:: ACTIVITY ::
Starting at the line below holding "delivery via SMTP." and stopping at the line holding "and message assembly.", print every line exactly, both ends included, and leave the rest out.

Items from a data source
╭──

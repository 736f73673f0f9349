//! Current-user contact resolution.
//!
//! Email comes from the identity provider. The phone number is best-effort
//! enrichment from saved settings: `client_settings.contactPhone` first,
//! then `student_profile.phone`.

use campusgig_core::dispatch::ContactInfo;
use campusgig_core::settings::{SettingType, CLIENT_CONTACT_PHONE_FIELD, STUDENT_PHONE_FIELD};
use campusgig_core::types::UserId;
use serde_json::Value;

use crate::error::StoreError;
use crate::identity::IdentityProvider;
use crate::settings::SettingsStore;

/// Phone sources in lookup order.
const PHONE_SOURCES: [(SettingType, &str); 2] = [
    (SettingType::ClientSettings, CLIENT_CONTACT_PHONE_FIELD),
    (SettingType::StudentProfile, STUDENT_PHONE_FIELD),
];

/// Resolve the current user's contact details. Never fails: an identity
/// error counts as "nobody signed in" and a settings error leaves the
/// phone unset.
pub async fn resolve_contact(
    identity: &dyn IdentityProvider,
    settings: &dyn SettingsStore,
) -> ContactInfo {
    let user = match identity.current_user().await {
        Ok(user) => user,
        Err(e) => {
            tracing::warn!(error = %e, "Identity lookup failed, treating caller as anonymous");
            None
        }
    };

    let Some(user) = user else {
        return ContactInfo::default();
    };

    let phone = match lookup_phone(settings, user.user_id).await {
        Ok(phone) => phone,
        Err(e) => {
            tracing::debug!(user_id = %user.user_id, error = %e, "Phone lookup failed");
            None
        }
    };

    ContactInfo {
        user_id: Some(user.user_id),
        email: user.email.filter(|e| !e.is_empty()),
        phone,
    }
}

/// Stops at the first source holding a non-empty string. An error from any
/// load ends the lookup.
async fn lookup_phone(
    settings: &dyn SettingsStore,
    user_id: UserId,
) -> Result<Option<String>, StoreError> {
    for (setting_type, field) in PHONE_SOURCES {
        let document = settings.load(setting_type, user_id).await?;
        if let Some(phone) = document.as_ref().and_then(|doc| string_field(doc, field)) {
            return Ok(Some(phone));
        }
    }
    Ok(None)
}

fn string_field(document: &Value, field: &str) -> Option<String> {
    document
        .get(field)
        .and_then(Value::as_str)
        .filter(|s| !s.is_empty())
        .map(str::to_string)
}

╰──
╭──

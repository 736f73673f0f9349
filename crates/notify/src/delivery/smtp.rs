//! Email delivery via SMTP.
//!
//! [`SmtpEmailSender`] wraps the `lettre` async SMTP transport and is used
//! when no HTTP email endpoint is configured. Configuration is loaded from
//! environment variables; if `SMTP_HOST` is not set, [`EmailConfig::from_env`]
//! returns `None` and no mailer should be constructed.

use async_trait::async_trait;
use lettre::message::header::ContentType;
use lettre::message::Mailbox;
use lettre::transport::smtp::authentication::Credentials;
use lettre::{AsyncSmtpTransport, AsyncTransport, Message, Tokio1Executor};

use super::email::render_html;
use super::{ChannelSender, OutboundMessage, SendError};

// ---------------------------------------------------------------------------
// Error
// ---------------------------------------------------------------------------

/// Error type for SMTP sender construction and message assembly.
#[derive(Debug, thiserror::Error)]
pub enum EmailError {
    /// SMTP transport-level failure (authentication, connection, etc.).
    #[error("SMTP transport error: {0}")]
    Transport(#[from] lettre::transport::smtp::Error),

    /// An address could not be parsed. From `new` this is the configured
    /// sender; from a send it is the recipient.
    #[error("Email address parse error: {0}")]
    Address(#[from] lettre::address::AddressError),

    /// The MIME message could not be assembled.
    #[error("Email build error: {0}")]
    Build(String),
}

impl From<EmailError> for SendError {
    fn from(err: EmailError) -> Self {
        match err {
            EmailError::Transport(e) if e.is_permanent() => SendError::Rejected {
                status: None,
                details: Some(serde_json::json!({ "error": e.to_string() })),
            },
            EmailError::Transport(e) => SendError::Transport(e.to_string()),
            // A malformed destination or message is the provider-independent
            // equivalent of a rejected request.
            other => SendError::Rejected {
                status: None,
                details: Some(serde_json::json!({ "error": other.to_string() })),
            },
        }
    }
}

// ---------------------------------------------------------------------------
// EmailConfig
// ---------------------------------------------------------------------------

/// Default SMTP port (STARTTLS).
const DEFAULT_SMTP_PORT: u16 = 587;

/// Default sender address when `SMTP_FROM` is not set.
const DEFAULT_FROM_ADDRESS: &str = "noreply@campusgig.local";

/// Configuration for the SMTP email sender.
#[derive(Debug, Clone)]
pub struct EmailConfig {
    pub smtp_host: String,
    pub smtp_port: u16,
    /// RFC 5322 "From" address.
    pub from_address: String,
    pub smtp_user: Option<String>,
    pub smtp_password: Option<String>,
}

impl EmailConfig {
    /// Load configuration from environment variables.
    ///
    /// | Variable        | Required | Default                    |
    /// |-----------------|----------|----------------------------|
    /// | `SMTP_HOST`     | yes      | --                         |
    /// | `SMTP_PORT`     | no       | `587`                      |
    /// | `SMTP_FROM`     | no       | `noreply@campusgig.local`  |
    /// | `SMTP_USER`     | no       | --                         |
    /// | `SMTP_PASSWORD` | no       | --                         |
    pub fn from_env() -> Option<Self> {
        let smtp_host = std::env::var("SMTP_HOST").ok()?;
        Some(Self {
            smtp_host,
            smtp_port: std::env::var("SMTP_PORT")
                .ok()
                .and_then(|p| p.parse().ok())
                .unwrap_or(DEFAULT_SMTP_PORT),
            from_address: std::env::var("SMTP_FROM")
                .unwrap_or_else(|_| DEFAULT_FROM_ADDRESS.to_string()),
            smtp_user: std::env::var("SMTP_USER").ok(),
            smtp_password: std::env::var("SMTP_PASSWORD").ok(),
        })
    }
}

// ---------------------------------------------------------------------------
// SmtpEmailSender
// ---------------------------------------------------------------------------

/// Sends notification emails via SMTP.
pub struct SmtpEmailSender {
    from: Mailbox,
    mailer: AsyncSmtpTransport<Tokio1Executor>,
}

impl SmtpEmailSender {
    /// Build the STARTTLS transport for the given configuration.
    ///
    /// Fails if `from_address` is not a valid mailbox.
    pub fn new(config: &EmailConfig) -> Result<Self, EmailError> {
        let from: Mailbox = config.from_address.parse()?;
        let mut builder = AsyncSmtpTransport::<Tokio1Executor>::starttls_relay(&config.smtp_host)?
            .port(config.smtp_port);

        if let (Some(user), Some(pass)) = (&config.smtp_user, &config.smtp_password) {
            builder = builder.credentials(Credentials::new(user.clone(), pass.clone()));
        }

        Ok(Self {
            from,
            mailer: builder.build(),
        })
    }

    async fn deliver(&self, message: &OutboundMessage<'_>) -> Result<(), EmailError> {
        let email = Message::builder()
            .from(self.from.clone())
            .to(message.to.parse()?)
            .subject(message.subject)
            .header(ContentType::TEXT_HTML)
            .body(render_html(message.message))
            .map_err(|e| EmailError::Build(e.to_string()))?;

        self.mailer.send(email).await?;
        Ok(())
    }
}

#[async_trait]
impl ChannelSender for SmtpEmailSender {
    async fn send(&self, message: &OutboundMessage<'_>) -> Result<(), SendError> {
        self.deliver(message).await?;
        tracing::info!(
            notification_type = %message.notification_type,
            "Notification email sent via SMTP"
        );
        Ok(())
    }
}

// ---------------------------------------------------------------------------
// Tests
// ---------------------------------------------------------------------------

╰──

:: RESPONSE TO THIS EXERCISE ::
//! Email delivery via SMTP.
//!
//! [`SmtpEmailSender`] wraps the `lettre` async SMTP transport and is used
//! when no HTTP email endpoint is configured. Configuration is loaded from
//! environment variables; if `SMTP_HOST` is not set, [`EmailConfig::from_env`]
//! returns `None` and no mailer should be constructed.

use async_trait::async_trait;
use lettre::message::header::ContentType;
use lettre::message::Mailbox;
use lettre::transport::smtp::authentication::Credentials;
use lettre::{AsyncSmtpTransport, AsyncTransport, Message, Tokio1Executor};

use super::email::render_html;
use super::{ChannelSender, OutboundMessage, SendError};

// ---------------------------------------------------------------------------
// Error
// ---------------------------------------------------------------------------

/// Error type for SMTP sender construction and message assembly.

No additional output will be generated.